En toch laat God de genadezon ook voor hen schijnen, doordat Hij Zijn woord aan de mensen geeft en hen erop wijst om aan hun ziel te denken. Hij geeft hun kennis van de mate van genade, waar elk mens recht op heeft. Hij wil dat ze opletten en niet zonder waarschuwing door het aardse leven gaan. En zo wordt de mens onbewust ook de goddelijke genade toegestuurd en ze wil alleen maar gegrepen worden.
En weer is het de vrije wil van de mens om de hand van God te grijpen en de goddelijke genade te accepteren, die hem zo liefdevol aangeboden wordt en, als hij eenmaal deelachtig aan deze genade wordt, hier steeds weer naar vraagt en daardoor kracht ontvangt om zichzelf te verlossen gedurende zijn levenswandel op aarde. Alleen zijn wil is zodoende vereist om alles te kunnen volbrengen, wat zijn ziel tot heil strekt. Zijn wil moet God zoeken. Zijn wil moet zich ondergeschikt maken aan Hem en zijn wil moet bewust naar Hem streven en daartoe de kracht vragen van God.

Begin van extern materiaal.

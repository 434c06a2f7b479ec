//! Context Trimmer (C8).
//!
//! Keeps the outgoing message list under the model's context window.
//! Two distinct paths call into this module: a proactive pass run every
//! iteration once the estimated token count crosses the safe threshold
//! (§4.8 step 1-2), and a reactive escalation ladder invoked when the
//! provider itself reports a token-limit error (§4.8 step 3).

use crate::estimator::estimate_messages;
use crate::session::{Message, Role};

/// Partition `messages` into the always-kept anchors, the unconditionally
/// preserved recent window, and the remaining older middle section that
/// importance-ranked admission operates on.
fn partition(messages: &[Message], recent_window: usize) -> (Vec<usize>, Vec<usize>, Vec<usize>) {
    let n = messages.len();
    let recent_start = n.saturating_sub(recent_window);

    let mut anchors = Vec::new();
    let mut recent = Vec::new();
    let mut middle = Vec::new();

    for (i, msg) in messages.iter().enumerate() {
        if i >= recent_start {
            recent.push(i);
        } else if msg.is_anchor() {
            anchors.push(i);
        } else {
            middle.push(i);
        }
    }

    (anchors, recent, middle)
}

/// Proactive trim (spec §4.8 steps 1-2): if `estimate_messages(messages)`
/// is at or under `budget_tokens`, the input is returned unchanged.
/// Otherwise anchors and the most recent `recent_window` messages are
/// always kept; older, non-anchor messages are admitted back in,
/// highest-`importance`-first, for as long as they still fit the budget.
/// A tool message is never admitted without the assistant message that
/// produced its matching tool_call, and vice versa, so admission never
/// reintroduces an orphaned pair.
pub fn trim(messages: &[Message], budget_tokens: u64, recent_window: usize) -> Vec<Message> {
    if estimate_messages(messages) <= budget_tokens {
        return messages.to_vec();
    }

    let (anchor_idx, recent_idx, middle_idx) = partition(messages, recent_window);

    let mut kept: std::collections::BTreeSet<usize> = std::collections::BTreeSet::new();
    kept.extend(anchor_idx.iter().copied());
    kept.extend(recent_idx.iter().copied());

    let mut candidates: Vec<usize> = middle_idx;
    candidates.sort_by(|&a, &b| {
        messages[b]
            .importance
            .partial_cmp(&messages[a].importance)
            .unwrap_or(std::cmp::Ordering::Equal)
    });

    for idx in candidates {
        let mut trial = kept.clone();
        trial.insert(idx);
        if let Some(pair) = tool_pair_index(messages, idx) {
            trial.insert(pair);
        }
        let trial_messages: Vec<Message> = trial.iter().map(|&i| messages[i].clone()).collect();
        if estimate_messages(&trial_messages) <= budget_tokens {
            kept = trial;
        }
    }

    kept.into_iter().map(|i| messages[i].clone()).collect()
}

/// An assistant message's tool_call is only meaningfully admissible with
/// its matching tool result (and vice versa); find that partner index if
/// `idx` is one half of such a pair.
fn tool_pair_index(messages: &[Message], idx: usize) -> Option<usize> {
    match messages[idx].role {
        Role::Tool => {
            let call_id = messages[idx].tool_call_id.as_ref()?;
            messages[..idx]
                .iter()
                .position(|m| m.role == Role::Assistant && m.tool_calls.iter().any(|tc| &tc.id == call_id))
        }
        Role::Assistant if !messages[idx].tool_calls.is_empty() => {
            let ids: Vec<&str> = messages[idx].tool_calls.iter().map(|tc| tc.id.as_str()).collect();
            messages[idx + 1..]
                .iter()
                .position(|m| m.role == Role::Tool && m.tool_call_id.as_deref().is_some_and(|id| ids.contains(&id)))
                .map(|offset| idx + 1 + offset)
        }
        _ => None,
    }
}

/// Reactive escalation ladder (spec §4.8 step 3), tried in order after a
/// provider reports a token-limit error on the current outgoing list.
/// Each rung is strictly smaller than the last; if even the final rung
/// (anchors + last 2 messages) doesn't fit, the caller treats this as a
/// fatal, non-retryable budget error.
#[derive(Debug, Clone, Copy, PartialEq, Eq)]
pub enum EscalationRung {
    Half,
    Quarter,
    AnchorPlusLastTwo,
}

pub fn escalate(messages: &[Message], rung: EscalationRung) -> Vec<Message> {
    match rung {
        EscalationRung::Half => trim(messages, estimate_messages(messages) / 2, messages.len() / 2),
        EscalationRung::Quarter => trim(messages, estimate_messages(messages) / 4, messages.len() / 4),
        EscalationRung::AnchorPlusLastTwo => {
            let (anchor_idx, _, _) = partition(messages, 2);
            let n = messages.len();
            let mut kept: std::collections::BTreeSet<usize> = anchor_idx.into_iter().collect();
            for i in n.saturating_sub(2)..n {
                kept.insert(i);
            }
            kept.into_iter().map(|i| messages[i].clone()).collect()
        }
    }
}

/// The full ladder in escalation order, for a caller that wants to walk
/// rungs until one fits under `budget_tokens` or the ladder is exhausted.
pub fn escalation_ladder() -> [EscalationRung; 3] {
    [
        EscalationRung::Half,
        EscalationRung::Quarter,
        EscalationRung::AnchorPlusLastTwo,
    ]
}
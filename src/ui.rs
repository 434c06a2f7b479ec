//! UI contract (spec §6 "To the UI").
//!
//! The orchestrator never prints directly; it reports through a `Ui`
//! implementation so a headless caller (tests, a sub-agent broker) can
//! supply a no-op and a terminal front-end can supply one that writes to
//! stdout. This mirrors how the teacher kept rendering out of the agent
//! loop proper — the loop calls a handle, it doesn't own a screen.

use std::io::Write;

/// Counters passed alongside each streamed chunk so a renderer can show
/// live progress without re-deriving it from raw text.
#[derive(Debug, Clone, Copy, Default)]
pub struct ChunkMetrics {
    pub chunk_index: usize,
    pub total_chars: usize,
}

pub trait Ui: Send + Sync {
    fn on_chunk(&self, text: &str, metrics: ChunkMetrics);
    fn on_tool_call(&self, name: &str);
    fn on_thinking(&self, text: &str);
    fn on_system_message(&self, text: &str);
}

/// Discards everything. Used by sub-agent turns and by tests that only
/// care about the returned [`crate::orchestrator::TurnResult`].
#[derive(Default)]
pub struct NullUi;

impl Ui for NullUi {
    fn on_chunk(&self, _text: &str, _metrics: ChunkMetrics) {}
    fn on_tool_call(&self, _name: &str) {}
    fn on_thinking(&self, _text: &str) {}
    fn on_system_message(&self, _text: &str) {}
}

/// Plain stdout renderer for the line-oriented entry point in `main.rs`.
/// Not a TUI: no cursor control, no alternate screen, no scrollback
/// management — those are explicitly out of scope (spec §1).
#[derive(Default)]
pub struct TerminalUi;

impl Ui for TerminalUi {
    fn on_chunk(&self, text: &str, _metrics: ChunkMetrics) {
        print!("{text}");
        let _ = std::io::stdout().flush();
    }

    fn on_tool_call(&self, name: &str) {
        println!("\n[tool] {name}");
    }

    fn on_thinking(&self, text: &str) {
        eprintln!("[thinking] {text}");
    }

    fn on_system_message(&self, text: &str) {
        println!("\n[system] {text}");
    }
}
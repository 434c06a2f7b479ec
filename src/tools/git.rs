//! Git operation tools
//!
//! Tools for git status, diff, add, and commit operations.
//! Uses direct command execution for reliability.

use super::Tool;
use async_trait::async_trait;
use serde_json::{json, Value};
use std::path::PathBuf;
use std::process::Stdio;
use tokio::io::AsyncReadExt;
use tokio::process::Command;

/// Tool for checking git status
pub struct GitStatusTool {
    workspace_root: PathBuf,
}

impl GitStatusTool {
    pub fn new(workspace_root: PathBuf) -> Self {
        Self { workspace_root }
    }

    async fn run_git(&self, args: &[&str]) -> crate::Result<(bool, String, String)> {
        let mut cmd = Command::new("git");
        cmd.args(args)
            .current_dir(&self.workspace_root)
            .stdout(Stdio::piped())
            .stderr(Stdio::piped())
            .stdin(Stdio::null());

        let mut child = cmd.spawn().map_err(crate::CoreError::Io)?;

        let mut stdout = String::new();
        let mut stderr = String::new();

        if let Some(mut stdout_handle) = child.stdout.take() {
            stdout_handle.read_to_string(&mut stdout).await.ok();
        }

        if let Some(mut stderr_handle) = child.stderr.take() {
            stderr_handle.read_to_string(&mut stderr).await.ok();
        }

        let status = child.wait().await.map_err(crate::CoreError::Io)?;

        Ok((status.success(), stdout, stderr))
    }
}

#[async_trait]
impl Tool for GitStatusTool {
    fn name(&self) -> &str {
        "git_status"
    }

    fn description(&self) -> &str {
        "Get the current git status showing staged, unstaged, and untracked files."
    }

    fn parameters_schema(&self) -> Value {
        json!({
            "type": "object",
            "properties": {
                "short": {
                    "type": "boolean",
                    "description": "Use short format output (default: false)"
                }
            },
            "required": []
        })
    }

    fn concurrency(&self) -> crate::tools::Concurrency {
        crate::tools::Concurrency::Parallel
    }

    async fn execute(&self, args: Value) -> crate::Result<Value> {
        let short = args["short"].as_bool().unwrap_or(false);

        let mut git_args = vec!["status"];
        if short {
            git_args.push("-s");
        }

        let (success, stdout, stderr) = self.run_git(&git_args).await?;

        if !success {
            return Err(crate::CoreError::Tool(format!(
                "git status failed: {}",
                stderr
            )));
        }

        // Also get branch info
        let (_, branch_output, _) = self.run_git(&["branch", "--show-current"]).await?;
        let branch = branch_output.trim().to_string();

        // Check if repo is clean
        let (_, porcelain, _) = self.run_git(&["status", "--porcelain"]).await?;
        let is_clean = porcelain.trim().is_empty();

        Ok(json!({
            "status": stdout.trim(),
            "branch": branch,
            "is_clean": is_clean,
            "success": true
        }))
    }
}

/// Tool for getting git diff
pub struct GitDiffTool {
    workspace_root: PathBuf,
}

impl GitDiffTool {
    pub fn new(workspace_root: PathBuf) -> Self {
        Self { workspace_root }
    }

    async fn run_git(&self, args: &[&str]) -> crate::Result<(bool, String, String)> {
        let mut cmd = Command::new("git");
        cmd.args(args)
            .current_dir(&self.workspace_root)
            .stdout(Stdio::piped())
            .stderr(Stdio::piped())
            .stdin(Stdio::null());

        let mut child = cmd.spawn().map_err(crate::CoreError::Io)?;

        let mut stdout = String::new();
        let mut stderr = String::new();

        if let Some(mut stdout_handle) = child.stdout.take() {
            stdout_handle.read_to_string(&mut stdout).await.ok();
        }

        if let Some(mut stderr_handle) = child.stderr.take() {
            stderr_handle.read_to_string(&mut stderr).await.ok();
        }

        let status = child.wait().await.map_err(crate::CoreError::Io)?;

        Ok((status.success(), stdout, stderr))
    }
}

#[async_trait]
impl Tool for GitDiffTool {
    fn name(&self) -> &str {
        "git_diff"
    }

    fn description(&self) -> &str {
        "Show git diff for staged or unstaged changes. Can diff against a specific commit or branch."
    }

    fn parameters_schema(&self) -> Value {
        json!({
            "type": "object",
            "properties": {
                "staged": {
                    "type": "boolean",
                    "description": "Show staged changes only (--cached). Default: false (shows unstaged)"
                },
                "file": {
                    "type": "string",
                    "description": "Specific file to diff (optional)"
                },
                "base": {
                    "type": "string",
                    "description": "Base commit/branch to diff against (e.g., 'main', 'HEAD~3')"
                },
                "stat": {
                    "type": "boolean",
                    "description": "Show diffstat summary instead of full diff"
                }
            },
            "required": []
        })
    }

    fn concurrency(&self) -> crate::tools::Concurrency {
        crate::tools::Concurrency::Parallel
    }

    async fn execute(&self, args: Value) -> crate::Result<Value> {
        let staged = args["staged"].as_bool().unwrap_or(false);
        let file = args["file"].as_str();
        let base = args["base"].as_str();
        let stat = args["stat"].as_bool().unwrap_or(false);

        let mut git_args = vec!["diff"];

        if staged {
            git_args.push("--cached");
        }

        if stat {
            git_args.push("--stat");
        }

        if let Some(b) = base {
            git_args.push(b);
        }

        if let Some(f) = file {
            git_args.push("--");
            git_args.push(f);
        }

        let (success, stdout, stderr) = self.run_git(&git_args).await?;

        if !success {
            return Err(crate::CoreError::Tool(format!(
                "git diff failed: {}",
                stderr
            )));
        }

        // Truncate if too large
        let max_size = 100_000;
        let truncated = stdout.len() > max_size;
        let diff = if truncated {
            format!(
                "{}...\n[truncated, {} bytes total]",
                &stdout[..max_size],
                stdout.len()
            )
        } else {
            stdout
        };

        Ok(json!({
            "diff": diff,
            "truncated": truncated,
            "has_changes": !diff.trim().is_empty(),
            "success": true
        }))
    }
}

Hij brengt dan de verbinding met zijn Vader van eeuwigheid af tot stand. Hij wil naar God. En deze wil betekent zijn verlossing. En God komt hem altijd en overal tegemoet. Hij eist van de mens niets meer, dan waar deze aan kan voldoen. Hij biedt hem alle hulpmiddelen aan, die hem het opklimmen mogelijk maken en Hij eist van het wezen alleen maar, dat het zich niet afwijzend gedraagt, maar dankbaar de genaden in ontvangst neemt, die de weg omhoog garanderen. Maar God dwingt de wil van de mens niet en daarom kan de genade van God hem zonder diens wil niet toegestuurd worden, omdat de ziel anders naar de hoogte geduwd zou worden, dus niet in de volle vrijheid van de wil naar boven verlangt, maar dwangmatig deze weg naar boven af zou leggen.
Want de goddelijke genade is kracht uit God, die weer naar God terugverlangt. Zodoende kan deze kracht alleen maar dan aan het wezen gegeven worden, wanneer het uit vrije wil eveneens naar God verlangt. Daarom is de vrije wil onontbeerlijk, als het wezen zich uit zijn laatste belichaming op aarde verlossen wil.